Can you tell us a little about your childhood and what sparked your interest in chemical science?
My paternal grandfather established a pharmacy in Accra, Ghana in the 1960s. Since then, it has been the family business. Growing up, I enjoyed spending time in the pharmacy on the weekends and helping at the register. Since then, I’ve had a fascination with therapeutics – how they are developed, and how they work. This early experience, tied with my strong interest in biology and chemistry, led me to a career in chemical biology.
Today, I am passionate about innovative chemical tools that aid in the understanding of human biology and treatment of disease.
While at Yale, you worked with chemical biologist Craig Crews and helped design a degrader that targets mutant forms of BRAF, a protein implicated in many cancers. Can you expand on the importance of that?
BRAF is a well characterized proto-oncogene (a gene involved in normal cell growth) but it is mutated in several cancers. While several mutations have been identified that drive oncogenesis, only one BRAF mutant has been successfully drugged. My work with Craig aimed to use a PROTAC mechanism of action to access currently undrugged mutants of BRAF.
Using this type of targeted protein degradation, we show successful targeting of all three classes of BRAF mutants and demonstrate efficacy in decreasing tumor growth in vivo. Furthermore, our PROTAC spares WT (wild type) BRAF, allowing for a decreased chance of toxicity. This work strongly highlights the potential of the PROTAC technology.
Can you describe your work with molecular glues and what inspired you to switch your research to study their impact on difficult-to-drug proteins?
After my PhD, I wanted to remain in the field of targeted protein degradation while also taking on a new challenge. Pivoting to molecular glue degraders fit that bill. Here at Monte Rosa, I am working with a team of brilliant scientists to use molecular glue degraders (MGDs) to selectively eliminate therapeutically relevant proteins for a broad range of indications with significant unmet medical need. My work here involves using a multidisciplinary approach to gain an understanding of the therapeutic potential of molecular glues. Thus far, my time here has been fruitful, and I am very excited about the future of this technology.
Has your university internship at a venture capital firm impacted the way you approach your scientific work?
My Yale-Canaan internship has been integral to my interest in biotech and heavily shapes how I view the space. I had the chance to work closely with and learn from two phenomenal scientists/venture capitalists, Colleen Cufforo and Tim Shannon. I was exposed to how companies are evaluated, how to assess a competitive landscape, and how to critically evaluate a company’s data room. Having this insight has taught me how to identify the crucial experiments needed to advance a project and to spot discrepancies in logical threads.

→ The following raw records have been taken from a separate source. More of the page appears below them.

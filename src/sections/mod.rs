/*
    asdapar

    Copyright 2024 Daniel Balsom

    Permission is hereby granted, free of charge, to any person obtaining a
    copy of this software and associated documentation files (the “Software”),
    to deal in the Software without restriction, including without limitation
    the rights to use, copy, modify, merge, publish, distribute, sublicense,
    and/or sell copies of the Software, and to permit persons to whom the
    Software is furnished to do so, subject to the following conditions:

    The above copyright notice and this permission notice shall be included in
    all copies or substantial portions of the Software.

    THE SOFTWARE IS PROVIDED “AS IS”, WITHOUT WARRANTY OF ANY KIND, EXPRESS OR
    IMPLIED, INCLUDING BUT NOT LIMITED TO THE WARRANTIES OF MERCHANTABILITY,
    FITNESS FOR A PARTICULAR PURPOSE AND NONINFRINGEMENT. IN NO EVENT SHALL THE
    AUTHORS OR COPYRIGHT HOLDERS BE LIABLE FOR ANY CLAIM, DAMAGES OR OTHER
    LIABILITY, WHETHER IN AN ACTION OF CONTRACT, TORT OR OTHERWISE, ARISING
    FROM, OUT OF OR IN CONNECTION WITH THE SOFTWARE OR THE USE OR OTHER
    DEALINGS IN THE SOFTWARE.

    --------------------------------------------------------------------------

    src/sections/mod.rs

    Per-section-type payload codecs.

    Each codec handles only the payload that follows the section header. The
    file codec checks that decoding stopped exactly at the end declared in the
    header.
*/

mod firmware;
mod null;
mod params;
mod unknown;

use crate::{
    cursor::{ByteCursor, ByteWriter},
    param_file::ParamFile,
    section::SectionType,
    DecodeError,
    EncodeError,
};

pub(crate) use firmware::FirmwareVersionSection;
pub(crate) use null::{NullBlockSection, NumberedNullBlocksSection};
pub(crate) use params::{CurrentParamsSection, MaxMinDefaultUnitSection};
pub(crate) use unknown::Unknown2Section;

/// A codec for the payload of one section type.
pub(crate) trait SectionCodec {
    const SECTION_TYPE: SectionType;

    /// Decode the payload at the cursor into `file`.
    fn decode(cursor: &mut ByteCursor, file: &mut ParamFile) -> Result<(), DecodeError>;

    /// Encode the payload for this section type from `file`.
    fn encode(file: &ParamFile, out: &mut ByteWriter) -> Result<(), EncodeError>;
}

pub(crate) fn decode_payload(
    section_type: SectionType,
    cursor: &mut ByteCursor,
    file: &mut ParamFile,
) -> Result<(), DecodeError> {
    match section_type {
        SectionType::FirmwareVersion => FirmwareVersionSection::decode(cursor, file),
        SectionType::Unknown2 => Unknown2Section::decode(cursor, file),
        SectionType::MaxMinDefaultUnit => MaxMinDefaultUnitSection::decode(cursor, file),
        SectionType::NullBlock => NullBlockSection::decode(cursor, file),
        SectionType::NumberedNullBlocks => NumberedNullBlocksSection::decode(cursor, file),
        SectionType::CurrentParams => CurrentParamsSection::decode(cursor, file),
    }
}

pub(crate) fn encode_payload(
    section_type: SectionType,
    file: &ParamFile,
    out: &mut ByteWriter,
) -> Result<(), EncodeError> {
    match section_type {
        SectionType::FirmwareVersion => FirmwareVersionSection::encode(file, out),
        SectionType::Unknown2 => Unknown2Section::encode(file, out),
        SectionType::MaxMinDefaultUnit => MaxMinDefaultUnitSection::encode(file, out),
        SectionType::NullBlock => NullBlockSection::encode(file, out),
        SectionType::NumberedNullBlocks => NumberedNullBlocksSection::encode(file, out),
        SectionType::CurrentParams => CurrentParamsSection::encode(file, out),
    }
}
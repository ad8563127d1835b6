/*
    asdapar

    Copyright 2024 Daniel Balsom

    Permission is hereby granted, free of charge, to any person obtaining a
    copy of this software and associated documentation files (the “Software”),
    to deal in the Software without restriction, including without limitation
    the rights to use, copy, modify, merge, publish, distribute, sublicense,
    and/or sell copies of the Software, and to permit persons to whom the
    Software is furnished to do so, subject to the following conditions:

    The above copyright notice and this permission notice shall be included in
    all copies or substantial portions of the Software.

    THE SOFTWARE IS PROVIDED “AS IS”, WITHOUT WARRANTY OF ANY KIND, EXPRESS OR
    IMPLIED, INCLUDING BUT NOT LIMITED TO THE WARRANTIES OF MERCHANTABILITY,
    FITNESS FOR A PARTICULAR PURPOSE AND NONINFRINGEMENT. IN NO EVENT SHALL THE
    AUTHORS OR COPYRIGHT HOLDERS BE LIABLE FOR ANY CLAIM, DAMAGES OR OTHER
    LIABILITY, WHETHER IN AN ACTION OF CONTRACT, TORT OR OTHERWISE, ARISING
    FROM, OUT OF OR IN CONNECTION WITH THE SOFTWARE OR THE USE OR OTHER
    DEALINGS IN THE SOFTWARE.

    --------------------------------------------------------------------------

    src/sections/params.rs

    Sections 0x0018 (current values) and 0x0006 (max/min/default/unit).

    Both are lists of rows terminated by an all-zero sentinel row. Rows are
    written in ascending key order. The limits of section 0x0006 are stored
    word swapped.
*/

use crate::{
    constants::Constant,
    cursor::{ByteCursor, ByteWriter, Record},
    param_file::ParamFile,
    params::{ParamKey, ParamLimits},
    section::SectionType,
    sections::SectionCodec,
    swap::swap_words,
    DecodeError,
    EncodeError,
};
use binrw::binrw;

#[derive(Debug, Default)]
#[binrw]
#[brw(little)]
struct CurrentParamRow {
    block_id: u16,
    param_id: u16,
    value: u32,
}

impl Record for CurrentParamRow {
    const SIZE: usize = 8;
}

impl CurrentParamRow {
    fn is_sentinel(&self) -> bool {
        self.block_id == 0 && self.param_id == 0 && self.value == 0
    }
}

#[derive(Debug, Default)]
#[binrw]
#[brw(little)]
struct LimitsRow {
    block_id: u16,
    param_id: u16,
    #[br(map = |v: u32| swap_words(v))]
    #[bw(map = |v: &u32| swap_words(*v))]
    max: u32,
    #[br(map = |v: u32| swap_words(v))]
    #[bw(map = |v: &u32| swap_words(*v))]
    min: u32,
    #[br(map = |v: u32| swap_words(v))]
    #[bw(map = |v: &u32| swap_words(*v))]
    default: u32,
}

impl Record for LimitsRow {
    const SIZE: usize = 16;
}

impl LimitsRow {
    fn is_sentinel(&self) -> bool {
        self.block_id == 0 && self.param_id == 0 && self.max == 0 && self.min == 0 && self.default == 0
    }
}

pub(crate) struct CurrentParamsSection;

impl SectionCodec for CurrentParamsSection {
    const SECTION_TYPE: SectionType = SectionType::CurrentParams;

    fn decode(cursor: &mut ByteCursor, file: &mut ParamFile) -> Result<(), DecodeError> {
        let mut row_ct = 0;
        loop {
            let row = cursor.read_record::<CurrentParamRow>()?;
            if row.is_sentinel() {
                break;
            }
            let key = ParamKey::new(row.block_id, row.param_id);
            log::trace!("Current value: {} = {}", key, row.value);
            file.params.entry(key).or_default().current = Some(row.value);
            row_ct += 1;
        }
        log::debug!("Read {} current parameter values", row_ct);
        Ok(())
    }

    fn encode(file: &ParamFile, out: &mut ByteWriter) -> Result<(), EncodeError> {
        for (key, entry) in &file.params {
            let value = entry.current.ok_or(EncodeError::MissingParamField {
                key: *key,
                field: "current",
            })?;
            let row = CurrentParamRow {
                block_id: key.block_id,
                param_id: key.param_id,
                value,
            };
            if row.is_sentinel() {
                return Err(EncodeError::SentinelCollision {
                    section_type: Self::SECTION_TYPE.tag(),
                    key: *key,
                });
            }
            out.write_record(&row)?;
        }
        out.write_record(&CurrentParamRow::default())
    }
}

pub(crate) struct MaxMinDefaultUnitSection;

impl SectionCodec for MaxMinDefaultUnitSection {
    const SECTION_TYPE: SectionType = SectionType::MaxMinDefaultUnit;

    fn decode(cursor: &mut ByteCursor, file: &mut ParamFile) -> Result<(), DecodeError> {
        let mut row_ct = 0;
        loop {
            let offset = cursor.position();
            let row = cursor.read_record::<LimitsRow>()?;
            if row.is_sentinel() {
                break;
            }
            let unit = cursor.read_u16()?;
            Constant::UnitFiller.expect(cursor)?;

            let key = ParamKey::new(row.block_id, row.param_id);
            let entry = file
                .params
                .get_mut(&key)
                .ok_or(DecodeError::UnknownParamKey { offset, key })?;

            log::trace!(
                "Limits: {} max: {} min: {} default: {} unit: {}",
                key,
                row.max,
                row.min,
                row.default,
                unit
            );
            entry.set_limits(ParamLimits {
                max: row.max,
                min: row.min,
                default: row.default,
                unit,
            });
            row_ct += 1;
        }
        log::debug!("Read {} parameter limits", row_ct);
        Ok(())
    }

    fn encode(file: &ParamFile, out: &mut ByteWriter) -> Result<(), EncodeError> {
        for (key, entry) in &file.params {
            let limits = entry
                .limits()
                .map_err(|field| EncodeError::MissingParamField { key: *key, field })?;
            let row = LimitsRow {
                block_id: key.block_id,
                param_id: key.param_id,
                max: limits.max,
                min: limits.min,
                default: limits.default,
            };
            if row.is_sentinel() {
                return Err(EncodeError::SentinelCollision {
                    section_type: Self::SECTION_TYPE.tag(),
                    key: *key,
                });
            }
            out.write_record(&row)?;
            out.write_u16(limits.unit);
            Constant::UnitFiller.emit(out);
        }
        out.write_record(&LimitsRow::default())
    }
}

Can you describe the collaborative mindset needed to work in a fast-paced bio lab and how you’ve been able to influence the direction taken by research teams? Are there mentors you would like to acknowledge/thank?
Collaboration is a vital part of chemical biology, and especially so in the field of targeted protein degradation where many of the tenets of the technology are still being established. For a project to progress, it is essential that all divisions work in tandem and are optimally utilized. This requires transparency, trust, and mutual respect of all scientists involved. I actively foster these tenets as part of my work. I would like to acknowledge my former academic advisors, Avner Schlessinger and Craig Crews, and my mentors at Monte Rosa, Dominico Vigil, and Sharon Townson, who have been instrumental in modeling collaborative team building.
What advice would you offer to students hoping to pursue a STEM career?
My advice to students is to remain curious and never stop asking questions. It can be easy to doubt yourself and consider any questions you may have as “silly,” but your pursuit in addressing these questions will edify not only your own knowledge, but the scientific communities as well. In addition, by focusing on your curiosity you will be able to maintain passion for science no matter what bumps (e.g. rough classes, bad test results) may come along the way. You can do this!
Shanique Borteley Alabi, PhD grew up in both the U.S. and Ghana. Shanique was fascinated by science from an early age, which lead to her pursuing a PhD in Pharmacology at Yale. During her graduate studies she earned funding through the prestigious Gilliam Fellowship at Howard Hughes Medical Institute. This allowed her to actively pursue her work as a chemical biologist and her deep interest in utilizing innovative tools to advance the understanding and treatment of disease. Outside of the lab at Yale, she interned with a venture capital firm Canaan Ventures, where she performed deep dives in varied fields including immunology, cancer biology, and metabolism.
Shanique is currently employed by GSK as a chemical biologist. She previously worked as a scientist at Boston-based Monte Rosa Therapeutics, a biotech developing next-generation small molecule protein degraders to treat cancer and other diseases. Shanique is highly collaborative, and she has research experience in biochemical and cellular-based evaluation of small molecule drugs. Shanique has a strong interest in targeted protein degradation – PROTACs and molecular glues – and her career goal is to lead drug discovery for a company.
This article has been edited for length and clarity. The opinions expressed in this article are the author's own and do not necessarily reflect the view of their employer or the American Chemical Society.